The Israel Land Authority, a State body that succeeded the Israel Land Administration in 2009, administers State land in ‘Israel’. Its Council determines how the land is managed and allocated. Establishing and expanding Israeli settlements in the OPT and populating them with Jewish Israeli civilians has been a policy of the Israeli Government since 1967. This practice continues in present day ‘Israel’, and whilst Israeli settlements in the OPT might be considered legal under Israeli law, they are in fact illegal under international law. 

In the OPT, the Israeli Government has adopted policies allowing the allocation of State land almost solely to Israeli State institutions and organisations for the benefit of Jewish Israeli settlers exclusively. The demolition of Mughrabi Quarter, the first organised mass home demolitions by Israeli forces, occurred between 10-12 June 1967 at the end of the Six-Day War, in the Mughrabi (Moroccan) Quarter of the Old City of Jerusalem. Since then, the neighbourhoods of Silwan Silwan and Sheikh Jarrah in East Jerusalem have been the targets of a sustained campaign to step up forced evictions of Palestinian residents to make way for Israeli settlers. Today, restrictive planning and building regulations, and the discriminatory enforcement of these, makes the homes of Palestinians much more likely to be demolished in East Jerusalem. 

4. Suppression of Palestinians’ Human Development

In 2018, Palestinian womens’ employment rate was 34%; whereas Jewish Israeli women’s employment rate was 68%. In the same year, 60% of Palestinian men worked in lower-status and less-skilled jobs, compared to just 27% of Jewish Israeli men. In 2020, 35.8% of Palestinian citizens of Israel lived below the poverty line; whereas this figure is only 23% for Israeli citizens. Bedouins in ‘Israel’ live in extreme poverty and have the highest infant mortality rates, which is a reflection of them having the lowest education levels and employment rates in ‘Israel’.
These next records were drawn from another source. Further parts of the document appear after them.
// SPDX-License-Identifier: Apache-2.0 OR MIT
// Copyright (c) 2025-2026 naskel.com

//! RouDi - the routing and discovery daemon core.
//!
//! [`PortManager`] owns the [`PortPool`] registry, hands out entries to
//! processes and runs the discovery pass that connects publishers to
//! subscribers.

mod discovery;
mod port_manager;
mod port_pool;
mod service_registry;

#[cfg(test)]
mod tests;

pub use port_manager::PortManager;
pub use port_pool::PortPool;
pub use service_registry::ServiceRegistry;
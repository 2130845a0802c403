// SPDX-License-Identifier: Apache-2.0 OR MIT
// Copyright (c) 2025-2026 naskel.com

//! Topic identity of a port.
//!
//! A description is a `(service, event, instance)` triple. Any position set to
//! [`WILDCARD`] matches every value in that position; `0` is reserved as the
//! invalid id. Equality is exact, matching is wildcard-aware per position.

use std::fmt;

/// Id matching any value in its position.
pub const WILDCARD: u16 = u16::MAX;

/// Reserved, never-valid id.
pub const INVALID_ID: u16 = 0;

/// `(service, event, instance)` triple identifying a topic.
#[derive(Debug, Clone, Copy, PartialEq, Eq, Hash, PartialOrd, Ord, Default)]
pub struct ServiceDescription {
    service_id: u16,
    event_id: u16,
    instance_id: u16,
}

impl ServiceDescription {
    #[must_use]
    pub const fn new(service_id: u16, event_id: u16, instance_id: u16) -> Self {
        Self {
            service_id,
            event_id,
            instance_id,
        }
    }

    /// Description matching every offered topic.
    #[must_use]
    pub const fn any() -> Self {
        Self::new(WILDCARD, WILDCARD, WILDCARD)
    }

    #[must_use]
    pub const fn service_id(&self) -> u16 {
        self.service_id
    }

    #[must_use]
    pub const fn event_id(&self) -> u16 {
        self.event_id
    }

    #[must_use]
    pub const fn instance_id(&self) -> u16 {
        self.instance_id
    }

    /// `false` if any position carries [`INVALID_ID`].
    #[must_use]
    pub const fn is_valid(&self) -> bool {
        self.service_id != INVALID_ID
            && self.event_id != INVALID_ID
            && self.instance_id != INVALID_ID
    }

    /// Wildcard-aware comparison.
    ///
    /// Invalid descriptions never match anything, not even themselves.
    #[must_use]
    pub const fn matches(&self, other: &Self) -> bool {
        self.is_valid()
            && other.is_valid()
            && id_matches(self.service_id, other.service_id)
            && id_matches(self.event_id, other.event_id)
            && id_matches(self.instance_id, other.instance_id)
    }
}

const fn id_matches(a: u16, b: u16) -> bool {
    a == WILDCARD || b == WILDCARD || a == b
}

impl fmt::Display for ServiceDescription {
    fn fmt(&self, f: &mut fmt::Formatter<'_>) -> fmt::Result {
        write!(
            f,
            "{}/{}/{}",
            DisplayId(self.service_id),
            DisplayId(self.event_id),
            DisplayId(self.instance_id)
        )
    }
}

struct DisplayId(u16);

impl fmt::Display for DisplayId {
    fn fmt(&self, f: &mut fmt::Formatter<'_>) -> fmt::Result {
        if self.0 == WILDCARD {
            write!(f, "*")
        } else {
            write!(f, "{}", self.0)
        }
    }
}

#[cfg(test)]
mod tests {
    use super::*;

    #[test]
    fn test_exact_match() {
        let a = ServiceDescription::new(1, 1, 1);
        assert!(a.matches(&ServiceDescription::new(1, 1, 1)));
        assert!(!a.matches(&ServiceDescription::new(1, 1, 2)));
    }

    #[test]
    fn test_wildcard_match_per_position() {
        let query = ServiceDescription::new(1, WILDCARD, 3);
        assert!(query.matches(&ServiceDescription::new(1, 7, 3)));
        assert!(query.matches(&ServiceDescription::new(1, 8, 3)));
        assert!(!query.matches(&ServiceDescription::new(2, 7, 3)));
        assert!(ServiceDescription::any().matches(&ServiceDescription::new(4, 5, 6)));
    }

    #[test]
    fn test_invalid_never_matches() {
        let invalid = ServiceDescription::new(0, 1, 1);
        assert!(!invalid.is_valid());
        assert!(!invalid.matches(&invalid));
        assert!(!ServiceDescription::any().matches(&invalid));
        assert!(!ServiceDescription::default().is_valid());
    }

    #[test]
    fn test_equality_is_exact() {
        assert_ne!(
            ServiceDescription::new(1, WILDCARD, 1),
            ServiceDescription::new(1, 2, 1)
        );
    }

    #[test]
    fn test_display() {
        assert_eq!(ServiceDescription::new(1, WILDCARD, 3).to_string(), "1/*/3");
    }
}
As of 2019, 81% of Palestinian children in Jerusalem lived below the poverty line, and Palestinian adolescents had one of the highest burdens of mental disorders in the Eastern Mediterranean Region. Today, some 72% of Palestinian families live below the poverty line, compared to 26% of Jewish Israeli families in Jerusalem. Palestinians in the West Bank have a lower life expectancy, and also higher infant and maternal mortality rates compared to Israelis in the West Bank. 

5. Discriminatory Provision of Services

Palestinians in Gaza and East Jerusalem suffer from poor water and sanitation infrastructure. As of 2018, only 44% of Palestinian households in East Jerusalem were formally connected to the water supply for drinking and other domestic purposes. In addition, an Israeli Central Bureau of Statistics 2018 social survey found that 16.1% of Arab respondents forewent medical treatment for financial reasons; more than double the 7.9% rate of Jewish respondents who forewent medical treatment for financial reasons. On average, Gazans lose 40% of their domestic supply because of leakages in Gaza’s old water infrastructure, which subsequently reached a crisis point in 2021.

Conclusion 

This article summarises Amnesty International’s chapter entitled “Israel’s oppression and Domination of Palestinians”. It predominantly discusses the restriction of rights of Palestinians, discriminatory land policies, as well as the impact of these. The next article will offer an insight into Amnesty International’s examination of several crimes; forcible transfer, administrative detention and torture, unlawful killing and serious injury, and the denial of basic rights and freedoms or persecution committed again Palestinians living in the OPT.